Deuxième round de User Test à Londres.
Les User Tests constituent la forme la plus moderne de torture. Elle consiste à vous enfermer dans une pièce derrière une vitre sans teint et d'observer des gens jouer à votre jeu par groupes de dix pendant une journée. On les voit ne rien comprendre, faire n'importe quoi, rester bloquer vingt minutes sur des actions qui normalement en prennent une. On les voit ne pas lire les indications, ne pas se souvenir de ce qu'ils ont fait la scène d'avant, faire tout sauf ce qu'ils sont sensés faire. Alors on hurle derrière la vitre insonorisée, on les insulte, on les maudit, on bave, on dépérit, on supplie de vous laisser sortir.
Comme si ça ne suffisait pas, on va ensuite les écouter parler du jeu, toujours derrière une vitre sans teint (dans le plus pur style FBI). Et là, on entend tout et n'importe quoi, des compliments généreux, des critiques fondées, des joueurs touchés et ceux qui se sont trompés de jeu, ceux qui ont cru pendant dix scènes qu'ils contrôlaient un seul personnage, ceux qui ont raté toutes les séquences mais on trouvé le jeu facile, ceux qui ont adhéré à l'histoire et aux personnages, ceux qui auraient voulu qu'Ethan ait une arme. On entend vraiment tout et n'importe quoi dans ce genre de tests, je suppose que c'est d'ailleurs le but. Pas facile de faire le tri dans tout ça, entre les choses qui ne fonctionnent effectivement pas et le reste...
Globalement, retour positif sur l'histoire, les personnages, l'interface et les séquences d'action. Je me contente de ça, c'est déjà pas si mal. Drôle d'histoire d'ailleurs, ces séquences d'actions... J'aurais passé un an à m'en justifier à chaque occasion, et voilà que les user tests les listent régulièrement dans les scènes préférées des joueurs.
L'autre point amusant a été le sentiment de certains joueurs que leurs actions n'avaient pas d'impact sur l'histoire, en clair que quoi qu'ils fassent, la même chose se passe. Beaucoup ont évoqué ce point dans les entretiens one to one, puis dans la round table où tous les joueurs confrontaient leurs avis. C'est en en parlant qu'ils ont réalisé qu'ils avaient vu des choses très différentes des scènes, à leur grande surprise... Parce que le joueur fait des choix sans s'en rendre compte, ils n'ont pas réalisé que leurs actions avaient des conséquences logiques et donc qu'elles impactaient l'histoire. Il aura fallu que les joueurs se parlent pour qu'ils s'en rendent compte.

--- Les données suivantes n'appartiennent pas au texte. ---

pub mod boundary;
pub mod client;
pub mod error;
pub mod render;
pub mod website;

pub use boundary::{ExtractionBoundary, HttpBoundary};
pub use client::{BulkFailure, BulkOutcome, ExtractionClient};
pub use error::ClientError;
pub use render::render_table;
pub use website::normalize_website;
use async_trait::async_trait;
use extract::{ExtractRequest, ResponseEnvelope};
use tracing::debug;

use crate::error::ClientError;

/// Where extraction requests go. Only the envelope shape is known here.
#[async_trait]
pub trait ExtractionBoundary: Send + Sync {
    async fn invoke(&self, request: &ExtractRequest) -> Result<ResponseEnvelope, ClientError>;
}

/// Posts the request envelope to the extraction handler over HTTP.
#[derive(Clone)]
pub struct HttpBoundary {
    endpoint: String,
    client: reqwest::Client,
}

impl HttpBoundary {
    pub fn new(endpoint: String) -> Self {
        Self {
            endpoint,
            client: reqwest::Client::new(),
        }
    }

    pub fn endpoint(&self) -> &str {
        &self.endpoint
    }
}

#[async_trait]
impl ExtractionBoundary for HttpBoundary {
    async fn invoke(&self, request: &ExtractRequest) -> Result<ResponseEnvelope, ClientError> {
        let response = self
            .client
            .post(&self.endpoint)
            .json(request)
            .send()
            .await
            .map_err(|e| ClientError::Transport(e.to_string()))?;

        let status = response.status();
        let body = response
            .text()
            .await
            .map_err(|e| ClientError::Transport(e.to_string()))?;

        debug!(status = status.as_u16(), bytes = body.len(), "Extraction service answered");

        read_envelope(status, &body)
    }
}

/// Failure envelopes arrive with non-2xx statuses, so the body is read
/// first and the status only matters when the body is unreadable.
fn read_envelope(status: reqwest::StatusCode, body: &str) -> Result<ResponseEnvelope, ClientError> {
    match serde_json::from_str::<ResponseEnvelope>(body) {
        Ok(envelope) => Ok(envelope),
        Err(_) if !status.is_success() => Err(ClientError::Service(format!(
            "Error calling extraction service: HTTP {}",
            status
        ))),
        Err(e) => Err(ClientError::MalformedResponse(e.to_string())),
    }
}

#[cfg(test)]
mod tests {
    use super::*;
    use reqwest::StatusCode;

    #[test]
    fn test_failure_envelope_with_error_status() {
        let envelope = read_envelope(
            StatusCode::TOO_MANY_REQUESTS,
            r#"{"success": false, "error": "Rate limit reached"}"#,
        )
        .unwrap();

        assert!(!envelope.success);
        assert_eq!(envelope.error.as_deref(), Some("Rate limit reached"));
    }

    #[test]
    fn test_unreadable_error_body() {
        let err = read_envelope(StatusCode::BAD_GATEWAY, "<html>bad gateway</html>").unwrap_err();
        assert_eq!(
            err,
            ClientError::Service("Error calling extraction service: HTTP 502 Bad Gateway".to_string())
        );
    }

    #[test]
    fn test_unreadable_success_body() {
        let err = read_envelope(StatusCode::OK, "not json").unwrap_err();
        assert!(matches!(err, ClientError::MalformedResponse(_)));
    }

    #[tokio::test]
    async fn test_unreachable_endpoint_is_transport_error() {
        let boundary = HttpBoundary::new("http://127.0.0.1:9/extract-info".to_string());
        let err = boundary.invoke(&ExtractRequest::default()).await.unwrap_err();

        assert!(matches!(err, ClientError::Transport(_)));
        assert!(err.to_string().starts_with("Request failed: "));
    }
}
use tracing::{info, warn};

/// Completes when the process is asked to stop.
pub async fn shutdown_signal() {
    tokio::select! {
        () = interrupt() => info!("SIGINT received, draining webhook server"),
        () = terminate() => info!("SIGTERM received, draining webhook server"),
    }
}

async fn interrupt() {
    if let Err(error) = tokio::signal::ctrl_c().await {
        warn!(error = %error, "Cannot listen for Ctrl+C");
        std::future::pending::<()>().await;
    }
}

#[cfg(unix)]
async fn terminate() {
    use tokio::signal::unix::{SignalKind, signal};

    match signal(SignalKind::terminate()) {
        Ok(mut stream) => {
            stream.recv().await;
        }
        Err(error) => {
            warn!(error = %error, "Cannot listen for SIGTERM");
            std::future::pending::<()>().await;
        }
    }
}

#[cfg(not(unix))]
async fn terminate() {
    std::future::pending::<()>().await;
}
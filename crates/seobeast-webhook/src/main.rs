use seobeast_std::env::SystemEnv;
use seobeast_webhook::{NatsRevalidator, WebhookConfig, nats, revalidate, serve};
use tracing::{info, warn};

#[tokio::main]
async fn main() {
    tracing_subscriber::fmt()
        .with_env_filter(
            tracing_subscriber::EnvFilter::try_from_default_env()
                .unwrap_or_else(|_| tracing_subscriber::EnvFilter::new("info")),
        )
        .init();

    let config = WebhookConfig::from_env(&SystemEnv);
    info!(config = ?config, "Starting SEOBeast webhook receiver");
    if config.webhook_secret.is_none() {
        warn!("SEOBEAST_WEBHOOK_SECRET is not set, every delivery will be rejected with 500");
    }

    let client = nats::connect(&config.nats)
        .await
        .expect("Failed to connect to NATS");
    let js = async_nats::jetstream::new(client);

    revalidate::ensure_stream(
        &js,
        &config.stream_name,
        &config.subject_prefix,
        config.stream_max_age,
    )
    .await
    .expect("Failed to create JetStream stream");

    let revalidator = NatsRevalidator::new(js, &config.subject_prefix);

    serve(&config, revalidator).await.expect("Server failed");
}
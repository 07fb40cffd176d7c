//! # seobeast-webhook
//!
//! SEOBeast CMS webhook receiver that turns content changes into page
//! revalidations published on NATS JetStream.
//!
//! ## How it works
//!
//! 1. SEOBeast sends `POST /api/webhook` with an `X-Webhook-Signature` header
//!    (hex HMAC-SHA256 of the raw body) and a JSON payload.
//! 2. The signature is checked against `SEOBEAST_WEBHOOK_SECRET` before the
//!    body is parsed.
//! 3. The event is classified: `post.created`, `post.updated` and
//!    `post.published` refresh the post page and the blog listing;
//!    `post.deleted` and `post.unpublished` refresh the listing only.
//!    Other events are acknowledged and ignored.
//! 4. Each stale path is published to `{SEOBEAST_SUBJECT_PREFIX}.revalidate`.
//!    The stream (`SEOBEAST` by default, capturing `seobeast.>`) is created on
//!    startup if it doesn't exist.
//!
//! ## Responses
//!
//! | Condition | Status | Body |
//! |---|---|---|
//! | secret not configured | 500 | `{"error":"Webhook not configured"}` |
//! | signature header missing | 401 | `{"error":"Missing signature"}` |
//! | signature mismatch | 401 | `{"error":"Invalid signature"}` |
//! | payload invalid | 400 | `{"error":"Invalid payload"}` |
//! | publish failed | 500 | `{"error":"Revalidation failed"}` |
//! | accepted | 200 | `{"success":true}` |
//!
//! ## Configuration (env vars)
//!
//! | Variable | Default | Description |
//! |---|---|---|
//! | `SEOBEAST_WEBHOOK_SECRET` | (unset) | HMAC-SHA256 shared secret |
//! | `SEOBEAST_WEBHOOK_PORT` | `3000` | HTTP listening port |
//! | `SEOBEAST_BLOG_PATH` | `/blog` | Path of the blog listing page |
//! | `SEOBEAST_SUBJECT_PREFIX` | `seobeast` | NATS subject prefix |
//! | `SEOBEAST_STREAM_NAME` | `SEOBEAST` | JetStream stream name |
//! | `SEOBEAST_STREAM_MAX_AGE_SECS` | `86400` | Max age of revalidation messages |
//! | `NATS_URL` | `localhost:4222` | NATS server URL(s), comma separated |
//! | `NATS_CREDS` / `NATS_TOKEN` | (unset) | NATS authentication |

pub mod config;
pub mod error;
pub mod nats;
pub mod payload;
pub mod revalidate;
pub mod server;
pub mod signal;
pub mod signature;

#[cfg(any(test, feature = "test-support"))]
pub mod mocks;

pub use config::WebhookConfig;
pub use error::WebhookError;
pub use payload::{EventKind, WebhookEvent, WebhookPayload};
pub use revalidate::{NatsRevalidator, Revalidate, RevalidationRequest};
pub use server::{AppState, router, serve};
use std::env;
use std::str::FromStr;

/// Source of environment variables.
///
/// No `Send + Sync` bound; add it at the call site when the reader itself
/// has to cross threads.
pub trait ReadEnv {
    fn var(&self, key: &str) -> Result<String, env::VarError>;

    /// The value of `key`, treating an empty string as unset.
    fn non_empty(&self, key: &str) -> Option<String> {
        self.var(key).ok().filter(|v| !v.is_empty())
    }

    /// `key` parsed as `T`; unset and unparseable values both yield `None`.
    fn parsed<T: FromStr>(&self, key: &str) -> Option<T> {
        self.var(key).ok().and_then(|v| v.trim().parse().ok())
    }
}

Autre remarque étrange : tout le monde a trouvé le jeu facile, même les gens qui ont raté la moitié des scènes et l'intégralité des scènes d'action. Il m'a fallu quelques jours pour comprendre ce qui s'était passé. Dans HR, il n'y a pas de vies ni de game overs. Le joueur ne recommence jamais une scène parce qu'il a échoué ; rater une course-poursuite se conclut par le fait qu'on n'arrive pas à rattraper le suspect, mais on ne recommence pas la séquence et l'histoire continue. Du coup, certains utilisateurs ne se sont même pas rendus compte qu'ils avaient échoués dans la poursuite puisque le jeu ne s'est pas arrêté, et du coup ils ont pensé qu'on ne pouvait pas le rattraper.
Vraiment étrange à quel point certains codes du jeu vidéo peuvent être profondément ancrés.

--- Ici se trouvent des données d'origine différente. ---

use reqwest::header::{CONTENT_TYPE, USER_AGENT};
use reqwest::{StatusCode, Url};
use serde::de::DeserializeOwned;
use tracing::{debug, instrument, warn};

use crate::config::ApiConfig;
use crate::error::ClientError;
use crate::models::{Category, Post, PostsResponse, Tag};

const CLIENT_USER_AGENT: &str = "SEOBeast-Rust-Client/1.0";

/// Filters for [`SeobeastClient::get_posts`]. Unset fields are left out of
/// the query string; a zero `page` or `limit` counts as unset.
#[derive(Debug, Clone, Default, PartialEq, Eq)]
pub struct PostsQuery {
    pub page: Option<u32>,
    pub limit: Option<u32>,
    pub category: Option<String>,
    pub tag: Option<String>,
}

impl PostsQuery {
    pub fn new() -> Self {
        Self::default()
    }

    pub fn page(mut self, page: u32) -> Self {
        self.page = Some(page);
        self
    }

    pub fn limit(mut self, limit: u32) -> Self {
        self.limit = Some(limit);
        self
    }

    pub fn category(mut self, category: impl Into<String>) -> Self {
        self.category = Some(category.into());
        self
    }

    pub fn tag(mut self, tag: impl Into<String>) -> Self {
        self.tag = Some(tag.into());
        self
    }

    fn pairs(&self) -> Vec<(&'static str, String)> {
        let mut pairs = Vec::new();
        if let Some(page) = self.page.filter(|p| *p > 0) {
            pairs.push(("page", page.to_string()));
        }
        if let Some(limit) = self.limit.filter(|l| *l > 0) {
            pairs.push(("limit", limit.to_string()));
        }
        if let Some(category) = self.category.as_deref().filter(|c| !c.is_empty()) {
            pairs.push(("category", category.to_string()));
        }
        if let Some(tag) = self.tag.as_deref().filter(|t| !t.is_empty()) {
            pairs.push(("tag", tag.to_string()));
        }
        pairs
    }
}

/// Read-only client for one website's public content.
#[derive(Debug, Clone)]
pub struct SeobeastClient {
    http: reqwest::Client,
    base_url: Url,
    website_slug: String,
}

impl SeobeastClient {
    pub fn new(config: &ApiConfig) -> Result<Self, ClientError> {
        let http = reqwest::Client::builder().timeout(config.timeout).build()?;
        Self::with_http_client(config, http)
    }

    /// Uses a caller-supplied `reqwest::Client` (shared pools, custom TLS).
    pub fn with_http_client(
        config: &ApiConfig,
        http: reqwest::Client,
    ) -> Result<Self, ClientError> {
        let trimmed = config.base_url.trim_end_matches('/');
        let base_url = Url::parse(trimmed)
            .map_err(|e| ClientError::InvalidBaseUrl(format!("{trimmed}: {e}")))?;
        if base_url.cannot_be_a_base() {
            return Err(ClientError::InvalidBaseUrl(trimmed.to_string()));
        }

        if config.website_slug.is_empty() {
            warn!("SEOBEAST_WEBSITE_SLUG is not set, API calls will fail");
        }

        Ok(Self {
            http,
            base_url,
            website_slug: config.website_slug.clone(),
        })
    }

    pub fn website_slug(&self) -> &str {
        &self.website_slug
    }

    /// Published posts, newest first as ordered by the API.
    pub async fn get_posts(&self, query: &PostsQuery) -> Result<PostsResponse, ClientError> {
        self.get_json(&["posts"], &query.pairs()).await
    }

    /// A single post. A missing slug yields [`ClientError::NotFound`].
    pub async fn get_post(&self, slug: &str) -> Result<Post, ClientError> {
        // URL serialisation drops dot segments, which would turn these into
        // the listing endpoint.
        if !self.website_slug.is_empty() && matches!(slug, "" | "." | "..") {
            return Err(ClientError::NotFound {
                path: format!("{}/{slug}", self.endpoint(&["posts"]).path()),
            });
        }
        self.get_json(&["posts", slug], &[]).await
    }

    pub async fn get_categories(&self) -> Result<Vec<Category>, ClientError> {
        self.get_json(&["categories"], &[]).await
    }

    pub async fn get_tags(&self) -> Result<Vec<Tag>, ClientError> {
        self.get_json(&["tags"], &[]).await
    }

    /// RSS feed served by the CMS for this website.
    pub fn feed_url(&self) -> String {
        self.endpoint(&["feed"]).into()
    }

    fn endpoint(&self, segments: &[&str]) -> Url {
        let mut url = self.base_url.clone();
        // `with_http_client` rejects cannot-be-a-base URLs, so this always succeeds.
        if let Ok(mut path) = url.path_segments_mut() {
            path.pop_if_empty()
                .extend(["public", "v1", self.website_slug.as_str()])
                .extend(segments);
        }
        url
    }

    #[instrument(name = "seobeast.api", skip_all, fields(path = tracing::field::Empty))]
    async fn get_json<T: DeserializeOwned>(
        &self,
        segments: &[&str],
        query: &[(&'static str, String)],
    ) -> Result<T, ClientError> {
        if self.website_slug.is_empty() {
            return Err(ClientError::MissingWebsiteSlug);
        }

        let url = self.endpoint(segments);
        tracing::Span::current().record("path", url.path());

        let mut request = self
            .http
            .get(url.clone())
            .header(USER_AGENT, CLIENT_USER_AGENT)
            .header(CONTENT_TYPE, "application/json");
        if !query.is_empty() {
            request = request.query(query);
        }

        let response = request.send().await?;
        let status = response.status();

        if status == StatusCode::NOT_FOUND {
            debug!("SEOBeast API returned 404");
            return Err(ClientError::NotFound {
                path: url.path().to_string(),
            });
        }
        if !status.is_success() {
            warn!(status = status.as_u16(), "SEOBeast API returned an error status");
            return Err(ClientError::Status {
                status: status.as_u16(),
                reason: status.canonical_reason().unwrap_or_default().to_string(),
            });
        }

        let body = response.bytes().await?;
        Ok(serde_json::from_slice(&body)?)
    }
}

Nous avons mis en place nos user tests en interne à Quantic pour pouvoir en faire plus régulièrement (tous les trois jours) en petits groupes de trois et en essayant un accès direct permanent aux utilisateurs pour voir comment ils jouent, ce qu'ils font, ce qu'ils aiment et ce qu'ils détestent. Le feedback global sur le jeu est excellent. Tant mieux, après les semaines de doutes profonds qu'on vient de traverser...

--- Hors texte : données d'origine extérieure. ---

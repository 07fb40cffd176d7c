use std::net::SocketAddr;

use axum::{
    Json, Router,
    body::Bytes,
    extract::State,
    http::HeaderMap,
    routing::post,
};
use serde::{Deserialize, Serialize};
use tracing::{Span, info, instrument};

use crate::config::WebhookConfig;
use crate::error::WebhookError;
use crate::payload::{EventKind, WebhookPayload};
use crate::revalidate::{Revalidate, revalidation_requests};
use crate::signal::shutdown_signal;
use crate::signature::{self, SIGNATURE_HEADER};

pub const WEBHOOK_PATH: &str = "/api/webhook";

/// Shared request state. Cloned per request; the revalidator is expected
/// to be a cheap handle.
#[derive(Clone)]
pub struct AppState<R> {
    revalidator: R,
    webhook_secret: Option<String>,
    blog_path: String,
}

impl<R: Revalidate> AppState<R> {
    pub fn new(config: &WebhookConfig, revalidator: R) -> Self {
        Self {
            revalidator,
            webhook_secret: config.webhook_secret.clone(),
            blog_path: config.blog_path.clone(),
        }
    }
}

#[derive(Debug, Clone, PartialEq, Eq, Serialize, Deserialize)]
pub struct Accepted {
    pub success: bool,
}

#[derive(Debug, Clone, PartialEq, Eq, Serialize, Deserialize)]
pub struct EndpointInfo {
    pub message: String,
    pub status: String,
}

pub fn router<R: Revalidate>(state: AppState<R>) -> Router {
    Router::new()
        .route(WEBHOOK_PATH, post(handle_webhook::<R>).get(endpoint_info))
        .with_state(state)
}

/// Starts the webhook HTTP server on `0.0.0.0:{port}` and runs until
/// SIGINT/SIGTERM.
pub async fn serve<R: Revalidate>(config: &WebhookConfig, revalidator: R) -> std::io::Result<()> {
    let app = router(AppState::new(config, revalidator));

    let addr = SocketAddr::from(([0, 0, 0, 0], config.port));
    let listener = tokio::net::TcpListener::bind(addr).await?;
    info!(addr = %addr, path = WEBHOOK_PATH, "SEOBeast webhook server listening");

    axum::serve(listener, app)
        .with_graceful_shutdown(shutdown_signal())
        .await
}

async fn endpoint_info() -> Json<EndpointInfo> {
    Json(EndpointInfo {
        message: "SEOBeast webhook endpoint".to_string(),
        status: "active".to_string(),
    })
}

/// Verification order is fixed: secret, signature header, signature,
/// payload. The body is never parsed before the signature checks out.
#[instrument(
    name = "seobeast.webhook",
    skip_all,
    fields(
        event = tracing::field::Empty,
        slug = tracing::field::Empty,
        kind = tracing::field::Empty,
    )
)]
async fn handle_webhook<R: Revalidate>(
    State(state): State<AppState<R>>,
    headers: HeaderMap,
    body: Bytes,
) -> Result<Json<Accepted>, WebhookError> {
    let Some(secret) = state.webhook_secret.as_deref() else {
        return Err(WebhookError::NotConfigured);
    };

    let signature = match headers.get(SIGNATURE_HEADER) {
        None => return Err(WebhookError::MissingSignature),
        Some(value) if value.is_empty() => return Err(WebhookError::MissingSignature),
        Some(value) => value.to_str().map_err(|_| WebhookError::InvalidSignature)?,
    };

    if !signature::verify(&body, signature, secret) {
        return Err(WebhookError::InvalidSignature);
    }

    let payload = WebhookPayload::parse(&body).map_err(WebhookError::InvalidPayload)?;
    let kind = payload.kind();

    let span = Span::current();
    span.record("event", payload.event.as_str());
    span.record("slug", payload.data.slug.as_str());
    span.record("kind", tracing::field::display(kind));

    info!("Received webhook event");

    let requests = revalidation_requests(&payload, &state.blog_path);
    for request in &requests {
        state
            .revalidator
            .revalidate(request)
            .await
            .map_err(|e| WebhookError::Revalidation(e.to_string()))?;
    }

    match kind {
        EventKind::Update => {
            let paths: Vec<&str> = requests.iter().map(|r| r.path.as_str()).collect();
            info!(paths = ?paths, "Revalidated paths for post");
        }
        EventKind::Removal => info!("Revalidated blog listing after removal"),
        EventKind::Unknown => info!("No cache action for unrecognised event"),
    }

    Ok(Json(Accepted { success: true }))
}
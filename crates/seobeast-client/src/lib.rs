//! # seobeast-client
//!
//! Client for the SEOBeast public content API (`/public/v1/{websiteSlug}/...`).
//!
//! The client is an ordinary value: build one from an [`ApiConfig`] at
//! startup and hand it to whoever renders pages. There is no process-wide
//! instance.
//!
//! ```rust,no_run
//! use seobeast_client::{ApiConfig, PostsQuery, SeobeastClient};
//! use seobeast_std::SystemEnv;
//!
//! # async fn run() -> Result<(), seobeast_client::ClientError> {
//! let client = SeobeastClient::new(&ApiConfig::from_env(&SystemEnv))?;
//! let page = client.get_posts(&PostsQuery::new().limit(20)).await?;
//! for post in page.posts {
//!     println!("{} ({})", post.title, post.slug);
//! }
//! # Ok(())
//! # }
//! ```
//!
//! ## Configuration (env vars)
//!
//! | Variable | Default | Description |
//! |---|---|---|
//! | `SEOBEAST_API_URL` | `http://localhost:8080` | Base URL of the SEOBeast instance |
//! | `SEOBEAST_WEBSITE_SLUG` | (empty) | Website whose content is fetched |
//! | `SEOBEAST_API_TIMEOUT_SECS` | `10` | Per-request timeout |

pub mod client;
pub mod config;
pub mod error;
pub mod models;

pub use client::{PostsQuery, SeobeastClient};
pub use config::ApiConfig;
pub use error::ClientError;
pub use models::{Author, Category, Post, PostStatus, PostsResponse, Tag};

Même retour des salons auxquels le jeu est montré et des présentations que je suis amené à faire. Ce week-end, Eurogamer à Londres (présentation et interview toute la journée), le dimanche User Tests à Londres encore, le lundi présentation au Micromania Game Show à Paris, puis retour au développement... J'ai pris ma soirée le lundi suivant pour voir mes enfants... Je ne les avais pas vu depuis une semaine et je commençais à sentir monter le vent de la colère... « Papa, c'est pas parce que t'as beaucoup de travail que tu dois plus voir tes enfants » (mon fils de 9 ans).
C'est vrai, mon fils, tu as bien raison. Papa va essayer d'être un peu plus raisonnable.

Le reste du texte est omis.